(Extracted data entries)
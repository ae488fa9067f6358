use indexmap::IndexMap;
use indexmap::map::Entry;
use log::debug;

use crate::api::roster_dto::RosterDto;
use crate::domain::classroom::Classroom;
use crate::domain::student::{CompletionState, Student};
use crate::error::{Error, Result};

/// In-memory mapping of classroom names to classrooms.
///
/// All roster rules live here; persisting the result is left to
/// [`crate::store::RosterStore`]. Every mutating method either applies its
/// change completely or returns an error without touching the mapping.
#[derive(Debug, Clone, Default, PartialEq, Eq)]
pub struct Roster {
    classrooms: IndexMap<String, Classroom>,
}

impl Roster {
    pub fn new() -> Self {
        Roster::default()
    }

    pub fn from_dto(dto: RosterDto) -> Self {
        Roster { classrooms: dto.classrooms.into_iter().map(|(name, classroom)| (name, Classroom::from_dto(classroom))).collect() }
    }

    pub fn to_dto(&self) -> RosterDto {
        RosterDto { classrooms: self.classrooms.iter().map(|(name, classroom)| (name.clone(), classroom.to_dto())).collect() }
    }

    pub fn classroom(&self, name: &str) -> Result<&Classroom> {
        self.classrooms.get(name).ok_or_else(|| Error::ClassroomNotFound(name.to_string()))
    }

    fn classroom_mut(&mut self, name: &str) -> Result<&mut Classroom> {
        self.classrooms.get_mut(name).ok_or_else(|| Error::ClassroomNotFound(name.to_string()))
    }

    pub fn student(&self, student_id: &str, classroom_name: &str) -> Result<&Student> {
        self.classroom(classroom_name)?.students.get(student_id).ok_or_else(|| Error::StudentNotFound {
            student: student_id.to_string(),
            classroom: classroom_name.to_string(),
        })
    }

    pub fn clear(&mut self) {
        self.classrooms.clear();
    }

    //--------------------------
    // --- Classroom Methods ---
    //--------------------------
    pub fn add_classroom(&mut self, name: &str) -> Result<()> {
        match self.classrooms.entry(name.to_string()) {
            Entry::Occupied(_) => Err(Error::ClassroomExists(name.to_string())),
            Entry::Vacant(entry) => {
                entry.insert(Classroom::new());
                Ok(())
            }
        }
    }

    /// Removes the classroom, keeping the remaining classrooms in insertion order.
    pub fn remove_classroom(&mut self, name: &str) -> Result<Classroom> {
        self.classrooms.shift_remove(name).ok_or_else(|| Error::ClassroomNotFound(name.to_string()))
    }

    pub fn list_classrooms(&self) -> impl ExactSizeIterator<Item = &str> + '_ {
        self.classrooms.keys().map(String::as_str)
    }

    //------------------------
    // --- Student Methods ---
    //------------------------
    pub fn add_student(&mut self, student_id: &str, classroom_name: &str) -> Result<CompletionState> {
        let classroom = self.classroom_mut(classroom_name)?;
        let state = classroom.enrollment_state();

        match classroom.students.entry(student_id.to_string()) {
            Entry::Occupied(_) => Err(Error::StudentExists { student: student_id.to_string(), classroom: classroom_name.to_string() }),
            Entry::Vacant(entry) => {
                entry.insert(Student::new(state));
                debug!("Student '{}' enrolled in '{}' with state {:?}", student_id, classroom_name, state);
                Ok(state)
            }
        }
    }

    pub fn list_students(&self, classroom_name: &str) -> Result<impl ExactSizeIterator<Item = &str> + '_> {
        Ok(self.classroom(classroom_name)?.students.keys().map(String::as_str))
    }

    /// Students that have not submitted the current assignment.
    ///
    /// An empty result means every enrolled student has submitted; a classroom
    /// without students is reported as [`Error::NoStudents`].
    pub fn list_students_overdue(&self, classroom_name: &str) -> Result<Vec<&str>> {
        let classroom = self.classroom(classroom_name)?;
        if classroom.students.is_empty() {
            return Err(Error::NoStudents(classroom_name.to_string()));
        }

        Ok(classroom
            .students
            .iter()
            .filter(|(_, student)| student.assignment_completed.is_overdue())
            .map(|(id, _)| id.as_str())
            .collect())
    }

    //---------------------------
    // --- Assignment Methods ---
    //---------------------------
    pub fn schedule_assignment(&mut self, classroom_name: &str, details: &str) -> Result<()> {
        let classroom = self.classroom_mut(classroom_name)?;
        classroom.assignment = Some(details.to_string());
        classroom.reset_completion(CompletionState::Pending);
        Ok(())
    }

    pub fn remove_assignment(&mut self, classroom_name: &str) -> Result<String> {
        let classroom = self.classroom_mut(classroom_name)?;
        let removed = classroom.assignment.take().ok_or_else(|| Error::NoAssignment(classroom_name.to_string()))?;
        classroom.reset_completion(CompletionState::Unset);
        Ok(removed)
    }

    pub fn list_assignment(&self, classroom_name: &str) -> Result<Option<&str>> {
        Ok(self.classroom(classroom_name)?.assignment.as_deref())
    }

    /// Moves a student from `Pending` to `Submitted`.
    ///
    /// Submitting from `Unset` or `Submitted` is rejected and leaves the state unchanged.
    pub fn submit_assignment(&mut self, student_id: &str, classroom_name: &str) -> Result<()> {
        let classroom = self.classroom_mut(classroom_name)?;
        let student = classroom.students.get_mut(student_id).ok_or_else(|| Error::StudentNotFound {
            student: student_id.to_string(),
            classroom: classroom_name.to_string(),
        })?;

        match student.assignment_completed {
            CompletionState::Unset => Err(Error::NotYetAssigned(classroom_name.to_string())),
            CompletionState::Submitted => {
                Err(Error::AlreadySubmitted { student: student_id.to_string(), classroom: classroom_name.to_string() })
            }
            CompletionState::Pending => {
                student.assignment_completed = CompletionState::Submitted;
                Ok(())
            }
        }
    }
}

PROBLEM STATEMENT:
For the string "Methods", count the lines of the entries above that include it; answer with the number only.

RESPONSE TO THIS EXERCISE:
3